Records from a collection
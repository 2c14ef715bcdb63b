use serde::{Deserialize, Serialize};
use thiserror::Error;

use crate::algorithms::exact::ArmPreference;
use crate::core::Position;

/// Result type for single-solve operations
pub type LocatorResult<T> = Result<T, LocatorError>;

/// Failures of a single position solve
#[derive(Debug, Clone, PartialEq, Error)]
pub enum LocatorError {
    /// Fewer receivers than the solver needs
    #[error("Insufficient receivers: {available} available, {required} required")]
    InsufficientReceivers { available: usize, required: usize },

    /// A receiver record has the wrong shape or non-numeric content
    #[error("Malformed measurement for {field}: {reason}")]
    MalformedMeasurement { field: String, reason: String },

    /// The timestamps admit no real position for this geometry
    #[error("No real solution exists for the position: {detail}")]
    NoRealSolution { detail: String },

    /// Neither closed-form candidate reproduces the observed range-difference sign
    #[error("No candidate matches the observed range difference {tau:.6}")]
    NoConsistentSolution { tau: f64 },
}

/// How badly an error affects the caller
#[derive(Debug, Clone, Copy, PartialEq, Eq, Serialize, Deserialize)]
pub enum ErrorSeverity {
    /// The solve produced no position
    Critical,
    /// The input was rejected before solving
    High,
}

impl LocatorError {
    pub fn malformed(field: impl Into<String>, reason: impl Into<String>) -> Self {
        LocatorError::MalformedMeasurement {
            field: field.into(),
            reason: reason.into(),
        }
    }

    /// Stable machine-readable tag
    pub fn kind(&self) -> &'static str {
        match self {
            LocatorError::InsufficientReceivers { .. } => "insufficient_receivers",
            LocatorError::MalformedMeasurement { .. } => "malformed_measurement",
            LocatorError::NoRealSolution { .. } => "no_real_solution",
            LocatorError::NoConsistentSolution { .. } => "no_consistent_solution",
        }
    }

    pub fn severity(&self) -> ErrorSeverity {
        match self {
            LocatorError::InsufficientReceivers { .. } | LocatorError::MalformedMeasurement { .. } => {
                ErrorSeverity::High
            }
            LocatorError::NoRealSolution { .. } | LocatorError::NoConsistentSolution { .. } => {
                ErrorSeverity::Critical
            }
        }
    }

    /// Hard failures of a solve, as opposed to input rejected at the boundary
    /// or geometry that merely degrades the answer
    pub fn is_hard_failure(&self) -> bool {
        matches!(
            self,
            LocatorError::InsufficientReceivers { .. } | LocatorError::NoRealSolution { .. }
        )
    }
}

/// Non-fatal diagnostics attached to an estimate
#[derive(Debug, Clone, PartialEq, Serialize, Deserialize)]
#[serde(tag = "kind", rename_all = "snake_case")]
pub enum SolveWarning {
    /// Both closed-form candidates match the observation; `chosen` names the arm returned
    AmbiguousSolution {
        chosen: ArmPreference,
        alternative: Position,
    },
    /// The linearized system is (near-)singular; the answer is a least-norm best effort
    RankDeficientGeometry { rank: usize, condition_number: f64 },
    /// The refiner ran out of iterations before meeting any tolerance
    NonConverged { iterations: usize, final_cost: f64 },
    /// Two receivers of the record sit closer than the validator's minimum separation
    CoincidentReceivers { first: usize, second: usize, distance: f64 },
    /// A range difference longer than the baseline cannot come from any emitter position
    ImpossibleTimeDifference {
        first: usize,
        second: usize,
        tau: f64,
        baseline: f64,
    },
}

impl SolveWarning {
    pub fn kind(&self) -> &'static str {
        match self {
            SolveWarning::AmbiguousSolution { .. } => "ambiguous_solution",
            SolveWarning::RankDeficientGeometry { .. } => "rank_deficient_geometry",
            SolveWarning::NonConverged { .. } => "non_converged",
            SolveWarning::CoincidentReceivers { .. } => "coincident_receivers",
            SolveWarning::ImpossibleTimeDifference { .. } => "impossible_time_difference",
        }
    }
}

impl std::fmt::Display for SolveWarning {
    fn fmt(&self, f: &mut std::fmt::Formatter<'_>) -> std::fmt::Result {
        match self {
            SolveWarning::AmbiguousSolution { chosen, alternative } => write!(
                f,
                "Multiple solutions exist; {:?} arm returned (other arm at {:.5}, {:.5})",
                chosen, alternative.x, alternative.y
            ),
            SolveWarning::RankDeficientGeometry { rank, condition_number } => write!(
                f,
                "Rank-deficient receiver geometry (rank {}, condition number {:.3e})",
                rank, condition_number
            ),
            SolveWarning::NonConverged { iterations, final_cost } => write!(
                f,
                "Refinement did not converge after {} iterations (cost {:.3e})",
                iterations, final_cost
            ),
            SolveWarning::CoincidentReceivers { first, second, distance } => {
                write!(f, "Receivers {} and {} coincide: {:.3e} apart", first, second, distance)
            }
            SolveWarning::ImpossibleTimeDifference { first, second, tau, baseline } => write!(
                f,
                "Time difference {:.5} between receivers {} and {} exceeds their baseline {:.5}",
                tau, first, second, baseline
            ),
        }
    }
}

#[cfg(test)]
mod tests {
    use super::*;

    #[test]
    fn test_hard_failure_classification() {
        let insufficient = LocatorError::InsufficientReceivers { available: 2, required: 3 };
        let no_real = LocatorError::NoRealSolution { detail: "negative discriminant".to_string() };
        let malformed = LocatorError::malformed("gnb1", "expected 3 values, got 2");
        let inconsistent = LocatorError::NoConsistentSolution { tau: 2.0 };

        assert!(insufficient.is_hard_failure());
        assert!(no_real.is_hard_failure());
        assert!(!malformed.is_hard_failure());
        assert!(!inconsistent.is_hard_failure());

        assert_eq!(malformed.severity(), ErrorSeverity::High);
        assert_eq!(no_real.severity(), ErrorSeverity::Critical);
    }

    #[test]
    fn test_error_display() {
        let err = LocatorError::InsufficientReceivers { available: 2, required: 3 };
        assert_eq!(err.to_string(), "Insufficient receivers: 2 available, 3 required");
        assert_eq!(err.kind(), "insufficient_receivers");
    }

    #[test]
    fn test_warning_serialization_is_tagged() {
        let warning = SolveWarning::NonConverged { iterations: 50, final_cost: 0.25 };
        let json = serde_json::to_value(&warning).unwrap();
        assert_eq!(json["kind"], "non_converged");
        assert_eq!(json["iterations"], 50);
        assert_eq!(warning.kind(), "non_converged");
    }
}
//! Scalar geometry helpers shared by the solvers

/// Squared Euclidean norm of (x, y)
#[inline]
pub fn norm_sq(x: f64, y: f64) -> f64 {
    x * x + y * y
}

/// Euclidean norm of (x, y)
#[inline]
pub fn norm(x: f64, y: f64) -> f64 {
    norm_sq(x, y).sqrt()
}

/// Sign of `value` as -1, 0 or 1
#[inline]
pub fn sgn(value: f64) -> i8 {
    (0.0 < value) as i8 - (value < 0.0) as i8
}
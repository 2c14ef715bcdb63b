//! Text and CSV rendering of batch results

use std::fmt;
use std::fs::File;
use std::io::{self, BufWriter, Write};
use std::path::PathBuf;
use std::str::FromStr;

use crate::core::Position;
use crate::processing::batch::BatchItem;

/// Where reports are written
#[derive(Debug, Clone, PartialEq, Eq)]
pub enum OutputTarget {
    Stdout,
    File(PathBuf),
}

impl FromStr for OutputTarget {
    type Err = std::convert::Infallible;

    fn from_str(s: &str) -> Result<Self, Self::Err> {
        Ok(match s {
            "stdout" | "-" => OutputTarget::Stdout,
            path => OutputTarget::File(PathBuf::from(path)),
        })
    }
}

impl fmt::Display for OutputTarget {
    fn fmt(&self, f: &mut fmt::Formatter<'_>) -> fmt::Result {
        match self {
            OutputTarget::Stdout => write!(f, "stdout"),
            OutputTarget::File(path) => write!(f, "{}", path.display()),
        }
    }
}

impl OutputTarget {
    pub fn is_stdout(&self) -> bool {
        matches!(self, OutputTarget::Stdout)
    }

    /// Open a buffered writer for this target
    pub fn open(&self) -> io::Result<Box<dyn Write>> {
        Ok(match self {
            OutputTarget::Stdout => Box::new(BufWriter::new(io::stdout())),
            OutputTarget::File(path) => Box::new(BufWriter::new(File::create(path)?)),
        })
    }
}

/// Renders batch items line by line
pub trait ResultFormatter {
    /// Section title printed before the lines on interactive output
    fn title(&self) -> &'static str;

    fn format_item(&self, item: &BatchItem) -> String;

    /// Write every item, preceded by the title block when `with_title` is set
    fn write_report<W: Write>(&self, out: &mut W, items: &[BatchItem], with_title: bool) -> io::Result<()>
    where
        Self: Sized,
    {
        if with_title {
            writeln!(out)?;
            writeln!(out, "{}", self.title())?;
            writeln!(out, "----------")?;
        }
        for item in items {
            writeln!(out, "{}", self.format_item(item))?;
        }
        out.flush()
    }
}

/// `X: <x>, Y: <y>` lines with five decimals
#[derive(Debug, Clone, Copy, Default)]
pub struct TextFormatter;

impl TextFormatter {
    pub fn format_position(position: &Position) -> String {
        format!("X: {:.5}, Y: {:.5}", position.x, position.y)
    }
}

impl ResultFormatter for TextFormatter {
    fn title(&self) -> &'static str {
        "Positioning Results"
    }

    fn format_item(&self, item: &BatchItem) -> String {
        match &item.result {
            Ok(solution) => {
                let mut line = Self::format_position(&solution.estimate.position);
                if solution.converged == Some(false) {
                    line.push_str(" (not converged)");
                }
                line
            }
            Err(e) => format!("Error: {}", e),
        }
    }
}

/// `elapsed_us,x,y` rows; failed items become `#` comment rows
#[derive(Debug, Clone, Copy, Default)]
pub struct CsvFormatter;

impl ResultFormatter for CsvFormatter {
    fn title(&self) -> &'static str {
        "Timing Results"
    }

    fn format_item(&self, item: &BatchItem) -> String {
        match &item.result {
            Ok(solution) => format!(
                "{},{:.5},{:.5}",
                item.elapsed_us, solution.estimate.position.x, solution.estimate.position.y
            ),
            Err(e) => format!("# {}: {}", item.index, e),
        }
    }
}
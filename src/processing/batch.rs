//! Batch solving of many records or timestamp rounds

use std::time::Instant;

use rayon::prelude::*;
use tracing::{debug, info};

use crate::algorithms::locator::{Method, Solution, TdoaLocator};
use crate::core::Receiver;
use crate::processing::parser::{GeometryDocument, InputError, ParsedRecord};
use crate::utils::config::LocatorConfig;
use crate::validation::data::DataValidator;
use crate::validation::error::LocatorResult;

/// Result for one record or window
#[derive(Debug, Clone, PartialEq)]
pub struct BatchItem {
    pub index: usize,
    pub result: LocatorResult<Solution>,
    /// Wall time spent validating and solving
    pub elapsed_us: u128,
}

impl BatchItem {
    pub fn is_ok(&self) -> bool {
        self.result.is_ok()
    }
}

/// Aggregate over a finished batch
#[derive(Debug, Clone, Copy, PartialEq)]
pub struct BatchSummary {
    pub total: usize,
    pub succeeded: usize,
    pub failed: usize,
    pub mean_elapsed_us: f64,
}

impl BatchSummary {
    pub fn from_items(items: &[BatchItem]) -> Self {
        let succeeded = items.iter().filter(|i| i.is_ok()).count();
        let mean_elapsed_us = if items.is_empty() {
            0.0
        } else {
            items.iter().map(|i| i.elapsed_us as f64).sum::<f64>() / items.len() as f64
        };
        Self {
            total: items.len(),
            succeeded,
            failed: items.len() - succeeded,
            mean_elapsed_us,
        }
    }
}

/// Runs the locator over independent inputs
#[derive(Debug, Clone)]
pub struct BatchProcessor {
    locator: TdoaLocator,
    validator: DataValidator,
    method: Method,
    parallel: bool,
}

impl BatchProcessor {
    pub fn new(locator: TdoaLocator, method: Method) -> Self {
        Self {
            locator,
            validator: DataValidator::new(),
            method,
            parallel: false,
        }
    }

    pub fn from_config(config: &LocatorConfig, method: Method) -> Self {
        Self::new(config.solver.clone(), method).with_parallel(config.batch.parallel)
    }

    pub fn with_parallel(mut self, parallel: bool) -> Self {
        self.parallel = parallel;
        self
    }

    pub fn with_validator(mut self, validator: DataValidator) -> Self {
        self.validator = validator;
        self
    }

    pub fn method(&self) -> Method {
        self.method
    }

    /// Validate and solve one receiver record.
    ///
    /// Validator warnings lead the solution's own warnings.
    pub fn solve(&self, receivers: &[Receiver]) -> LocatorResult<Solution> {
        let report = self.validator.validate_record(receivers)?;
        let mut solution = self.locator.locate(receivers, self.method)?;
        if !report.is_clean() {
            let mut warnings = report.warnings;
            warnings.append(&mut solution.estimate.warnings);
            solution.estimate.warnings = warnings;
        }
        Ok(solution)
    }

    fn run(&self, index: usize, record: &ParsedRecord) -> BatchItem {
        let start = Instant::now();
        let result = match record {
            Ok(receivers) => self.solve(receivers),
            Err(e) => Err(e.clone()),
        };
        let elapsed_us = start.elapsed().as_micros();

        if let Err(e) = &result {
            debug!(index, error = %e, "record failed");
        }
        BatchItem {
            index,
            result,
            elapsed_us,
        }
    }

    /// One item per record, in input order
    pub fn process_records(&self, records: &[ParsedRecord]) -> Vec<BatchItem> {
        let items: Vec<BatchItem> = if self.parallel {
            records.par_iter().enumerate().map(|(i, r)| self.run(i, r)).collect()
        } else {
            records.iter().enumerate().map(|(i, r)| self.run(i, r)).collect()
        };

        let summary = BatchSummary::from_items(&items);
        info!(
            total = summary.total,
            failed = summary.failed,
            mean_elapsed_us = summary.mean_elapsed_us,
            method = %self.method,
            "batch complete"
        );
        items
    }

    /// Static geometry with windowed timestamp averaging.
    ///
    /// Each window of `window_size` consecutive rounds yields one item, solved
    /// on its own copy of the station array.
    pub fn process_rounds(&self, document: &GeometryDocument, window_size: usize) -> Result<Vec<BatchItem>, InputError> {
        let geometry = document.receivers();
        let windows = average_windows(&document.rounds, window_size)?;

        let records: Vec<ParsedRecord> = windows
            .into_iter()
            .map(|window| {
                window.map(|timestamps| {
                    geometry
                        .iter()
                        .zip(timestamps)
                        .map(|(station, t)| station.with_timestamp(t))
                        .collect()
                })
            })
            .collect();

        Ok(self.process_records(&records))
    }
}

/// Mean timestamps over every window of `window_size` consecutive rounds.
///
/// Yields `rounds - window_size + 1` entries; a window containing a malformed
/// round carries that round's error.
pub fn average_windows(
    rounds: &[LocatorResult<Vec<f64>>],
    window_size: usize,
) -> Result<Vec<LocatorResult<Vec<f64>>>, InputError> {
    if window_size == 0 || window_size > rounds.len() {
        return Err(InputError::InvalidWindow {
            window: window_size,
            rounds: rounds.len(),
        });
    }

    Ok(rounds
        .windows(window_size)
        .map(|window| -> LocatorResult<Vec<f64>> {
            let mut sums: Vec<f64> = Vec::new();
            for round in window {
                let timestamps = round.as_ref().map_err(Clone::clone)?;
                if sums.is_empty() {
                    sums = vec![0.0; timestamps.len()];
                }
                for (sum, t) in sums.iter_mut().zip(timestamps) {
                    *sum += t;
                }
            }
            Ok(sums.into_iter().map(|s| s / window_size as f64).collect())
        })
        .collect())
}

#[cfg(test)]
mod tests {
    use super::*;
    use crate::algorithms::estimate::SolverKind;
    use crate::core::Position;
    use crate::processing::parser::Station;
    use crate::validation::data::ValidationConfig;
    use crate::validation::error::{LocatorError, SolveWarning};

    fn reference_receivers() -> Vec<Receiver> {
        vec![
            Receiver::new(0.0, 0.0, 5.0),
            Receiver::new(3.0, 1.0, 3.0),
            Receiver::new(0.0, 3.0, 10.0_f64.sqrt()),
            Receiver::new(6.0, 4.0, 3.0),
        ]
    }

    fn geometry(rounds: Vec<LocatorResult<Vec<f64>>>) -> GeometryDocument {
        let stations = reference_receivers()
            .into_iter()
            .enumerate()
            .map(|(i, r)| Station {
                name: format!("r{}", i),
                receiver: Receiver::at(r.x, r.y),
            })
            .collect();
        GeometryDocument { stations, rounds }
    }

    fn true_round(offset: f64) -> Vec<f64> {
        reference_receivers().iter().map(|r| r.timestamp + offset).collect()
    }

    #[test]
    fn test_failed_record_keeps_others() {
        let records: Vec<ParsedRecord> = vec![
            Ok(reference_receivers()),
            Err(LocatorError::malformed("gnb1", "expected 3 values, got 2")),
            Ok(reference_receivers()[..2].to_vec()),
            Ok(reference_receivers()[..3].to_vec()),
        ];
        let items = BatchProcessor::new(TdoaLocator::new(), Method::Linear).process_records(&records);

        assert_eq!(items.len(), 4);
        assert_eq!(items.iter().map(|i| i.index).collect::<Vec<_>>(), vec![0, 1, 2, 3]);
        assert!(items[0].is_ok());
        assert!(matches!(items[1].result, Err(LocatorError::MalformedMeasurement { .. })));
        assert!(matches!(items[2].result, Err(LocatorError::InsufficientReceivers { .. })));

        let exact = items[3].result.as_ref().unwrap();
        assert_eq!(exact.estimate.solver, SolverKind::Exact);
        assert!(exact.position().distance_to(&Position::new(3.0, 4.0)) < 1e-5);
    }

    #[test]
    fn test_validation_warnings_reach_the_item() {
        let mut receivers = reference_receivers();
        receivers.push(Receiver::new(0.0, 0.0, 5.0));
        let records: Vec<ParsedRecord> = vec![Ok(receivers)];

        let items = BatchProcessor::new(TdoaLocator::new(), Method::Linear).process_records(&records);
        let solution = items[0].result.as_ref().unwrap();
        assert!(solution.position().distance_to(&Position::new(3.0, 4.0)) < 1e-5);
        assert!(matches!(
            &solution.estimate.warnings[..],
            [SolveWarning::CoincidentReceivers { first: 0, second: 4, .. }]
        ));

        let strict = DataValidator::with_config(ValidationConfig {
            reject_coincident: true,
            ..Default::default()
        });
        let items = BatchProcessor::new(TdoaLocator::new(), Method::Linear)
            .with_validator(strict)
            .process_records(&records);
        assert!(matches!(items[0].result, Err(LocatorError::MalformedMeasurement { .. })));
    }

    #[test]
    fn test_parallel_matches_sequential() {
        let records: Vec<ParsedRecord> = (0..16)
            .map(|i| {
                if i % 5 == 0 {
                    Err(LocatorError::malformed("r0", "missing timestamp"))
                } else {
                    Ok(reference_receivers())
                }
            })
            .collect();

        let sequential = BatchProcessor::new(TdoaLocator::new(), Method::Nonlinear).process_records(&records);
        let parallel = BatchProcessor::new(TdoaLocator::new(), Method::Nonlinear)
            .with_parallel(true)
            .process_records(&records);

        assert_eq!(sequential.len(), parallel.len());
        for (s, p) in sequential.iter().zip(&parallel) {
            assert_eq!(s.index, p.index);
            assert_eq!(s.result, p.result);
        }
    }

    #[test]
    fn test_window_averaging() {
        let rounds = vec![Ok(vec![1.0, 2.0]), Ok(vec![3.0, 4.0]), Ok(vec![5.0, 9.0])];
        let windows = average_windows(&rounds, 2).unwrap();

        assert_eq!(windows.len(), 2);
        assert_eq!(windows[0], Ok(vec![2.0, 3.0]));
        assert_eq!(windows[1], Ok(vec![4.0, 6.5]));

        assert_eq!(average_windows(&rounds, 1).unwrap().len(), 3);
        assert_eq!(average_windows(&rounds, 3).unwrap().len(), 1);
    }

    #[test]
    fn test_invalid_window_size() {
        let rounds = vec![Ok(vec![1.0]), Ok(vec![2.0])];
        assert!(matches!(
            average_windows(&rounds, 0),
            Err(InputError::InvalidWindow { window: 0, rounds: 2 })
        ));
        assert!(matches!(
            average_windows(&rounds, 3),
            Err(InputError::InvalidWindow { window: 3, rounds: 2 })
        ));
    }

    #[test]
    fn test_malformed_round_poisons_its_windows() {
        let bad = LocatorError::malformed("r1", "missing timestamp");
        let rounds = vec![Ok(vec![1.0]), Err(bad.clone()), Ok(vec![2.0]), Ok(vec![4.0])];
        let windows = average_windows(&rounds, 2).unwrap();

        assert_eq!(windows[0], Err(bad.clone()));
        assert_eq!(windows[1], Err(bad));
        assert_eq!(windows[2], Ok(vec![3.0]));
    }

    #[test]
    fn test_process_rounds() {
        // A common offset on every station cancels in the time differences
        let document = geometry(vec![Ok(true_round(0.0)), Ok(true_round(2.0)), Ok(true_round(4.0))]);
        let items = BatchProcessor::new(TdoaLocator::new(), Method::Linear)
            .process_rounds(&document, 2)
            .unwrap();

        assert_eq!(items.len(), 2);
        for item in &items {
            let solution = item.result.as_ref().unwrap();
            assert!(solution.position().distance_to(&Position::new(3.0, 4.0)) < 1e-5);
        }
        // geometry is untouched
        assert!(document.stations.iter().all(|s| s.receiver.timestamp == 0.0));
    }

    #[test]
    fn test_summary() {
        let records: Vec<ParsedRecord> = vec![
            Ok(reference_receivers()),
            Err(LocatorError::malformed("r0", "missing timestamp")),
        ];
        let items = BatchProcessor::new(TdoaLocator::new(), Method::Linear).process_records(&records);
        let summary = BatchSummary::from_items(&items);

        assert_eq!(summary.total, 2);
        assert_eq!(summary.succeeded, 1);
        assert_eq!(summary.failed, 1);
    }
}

▶ Directions for this task: Go through the records line by line, and copy each line that holds the string "NoRealSolution".

▶ The completed task:
    NoRealSolution { detail: String },
            LocatorError::NoRealSolution { .. } => "no_real_solution",
            LocatorError::NoRealSolution { .. } | LocatorError::NoConsistentSolution { .. } => {
            LocatorError::InsufficientReceivers { .. } | LocatorError::NoRealSolution { .. }
        let no_real = LocatorError::NoRealSolution { detail: "negative discriminant".to_string() };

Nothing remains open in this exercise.